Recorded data

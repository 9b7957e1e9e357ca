//! Password hashing with Argon2

use argon2::{
    password_hash::{rand_core::OsRng, PasswordHash, PasswordHasher, PasswordVerifier, SaltString},
    Argon2,
};
use subtle::ConstantTimeEq;

/// Hash a password using Argon2id
pub fn hash_password(password: &str) -> Result<String, PasswordError> {
    let salt = SaltString::generate(&mut OsRng);
    let argon2 = Argon2::default();

    argon2
        .hash_password(password.as_bytes(), &salt)
        .map(|hash| hash.to_string())
        .map_err(|e| PasswordError::Hashing(e.to_string()))
}

/// Verify a password against a hash
pub fn verify_password(password: &str, hash: &str) -> Result<bool, PasswordError> {
    let parsed_hash =
        PasswordHash::new(hash).map_err(|e| PasswordError::InvalidHash(e.to_string()))?;

    Ok(Argon2::default()
        .verify_password(password.as_bytes(), &parsed_hash)
        .is_ok())
}

/// Check super-admin credentials.
///
/// The email comparison is case-insensitive and constant time. The password
/// hash is verified even when the email does not match so both failure modes
/// take the same time.
pub fn verify_admin_credentials(
    email: &str,
    password: &str,
    expected_email: &str,
    password_hash: &str,
) -> Result<bool, PasswordError> {
    let given = email.trim().to_lowercase();
    let email_ok: bool = given.as_bytes().ct_eq(expected_email.as_bytes()).into();
    let password_ok = verify_password(password, password_hash)?;
    Ok(email_ok && password_ok)
}

#[derive(Debug, thiserror::Error)]
pub enum PasswordError {
    #[error("Password hashing failed: {0}")]
    Hashing(String),
    #[error("Invalid password hash: {0}")]
    InvalidHash(String),
}

#[cfg(test)]
mod tests {
    use super::*;

    #[test]
    fn test_hash_and_verify() {
        let password = "SecureP@ssw0rd123";
        let hash = hash_password(password).expect("Failed to hash password");

        assert!(hash.starts_with("$argon2id$"));
        assert!(verify_password(password, &hash).expect("Verification failed"));
        assert!(!verify_password("wrong_password", &hash).expect("Verification failed"));
    }

    #[test]
    fn test_invalid_hash_is_an_error() {
        assert!(matches!(
            verify_password("anything", "not-a-phc-string"),
            Err(PasswordError::InvalidHash(_))
        ));
    }

    #[test]
    fn test_admin_credentials() {
        let hash = hash_password("Sup3r-Secret!").unwrap();
        let expected = "admin@dineflow.test";

        assert!(verify_admin_credentials("Admin@Dineflow.test ", "Sup3r-Secret!", expected, &hash).unwrap());
        assert!(!verify_admin_credentials("other@dineflow.test", "Sup3r-Secret!", expected, &hash).unwrap());
        assert!(!verify_admin_credentials(expected, "wrong", expected, &hash).unwrap());
    }
}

WHAT IS REQUIRED: Every word of every entry must be returned as it appears.

TASK SOLUTION:
repository 9b7957e1e9e357ca
//! Password hashing with Argon2

use argon2::{
    password_hash::{rand_core::OsRng, PasswordHash, PasswordHasher, PasswordVerifier, SaltString},
    Argon2,
};
use subtle::ConstantTimeEq;

/// Hash a password using Argon2id
pub fn hash_password(password: &str) -> Result<String, PasswordError> {
    let salt = SaltString::generate(&mut OsRng);
    let argon2 = Argon2::default();

    argon2
        .hash_password(password.as_bytes(), &salt)
        .map(|hash| hash.to_string())
        .map_err(|e| PasswordError::Hashing(e.to_string()))
}

/// Verify a password against a hash
pub fn verify_password(password: &str, hash: &str) -> Result<bool, PasswordError> {
    let parsed_hash =
        PasswordHash::new(hash).map_err(|e| PasswordError::InvalidHash(e.to_string()))?;

    Ok(Argon2::default()
        .verify_password(password.as_bytes(), &parsed_hash)
        .is_ok())
}

/// Check super-admin credentials.
///
/// The email comparison is case-insensitive and constant time. The password
/// hash is verified even when the email does not match so both failure modes
/// take the same time.
pub fn verify_admin_credentials(
    email: &str,
    password: &str,
    expected_email: &str,
    password_hash: &str,
) -> Result<bool, PasswordError> {
    let given = email.trim().to_lowercase();
    let email_ok: bool = given.as_bytes().ct_eq(expected_email.as_bytes()).into();
    let password_ok = verify_password(password, password_hash)?;
    Ok(email_ok && password_ok)
}

#[derive(Debug, thiserror::Error)]
pub enum PasswordError {
    #[error("Password hashing failed: {0}")]
    Hashing(String),
    #[error("Invalid password hash: {0}")]
    InvalidHash(String),
}

#[cfg(test)]
mod tests {
    use super::*;

    #[test]
    fn test_hash_and_verify() {
        let password = "SecureP@ssw0rd123";
        let hash = hash_password(password).expect("Failed to hash password");

        assert!(hash.starts_with("$argon2id$"));
        assert!(verify_password(password, &hash).expect("Verification failed"));
        assert!(!verify_password("wrong_password", &hash).expect("Verification failed"));
    }

    #[test]
    fn test_invalid_hash_is_an_error() {
        assert!(matches!(
            verify_password("anything", "not-a-phc-string"),
            Err(PasswordError::InvalidHash(_))
        ));
    }

    #[test]
    fn test_admin_credentials() {
        let hash = hash_password("Sup3r-Secret!").unwrap();
        let expected = "admin@dineflow.test";

        assert!(verify_admin_credentials("Admin@Dineflow.test ", "Sup3r-Secret!", expected, &hash).unwrap());
        assert!(!verify_admin_credentials("other@dineflow.test", "Sup3r-Secret!", expected, &hash).unwrap());
        assert!(!verify_admin_credentials(expected, "wrong", expected, &hash).unwrap());
    }
}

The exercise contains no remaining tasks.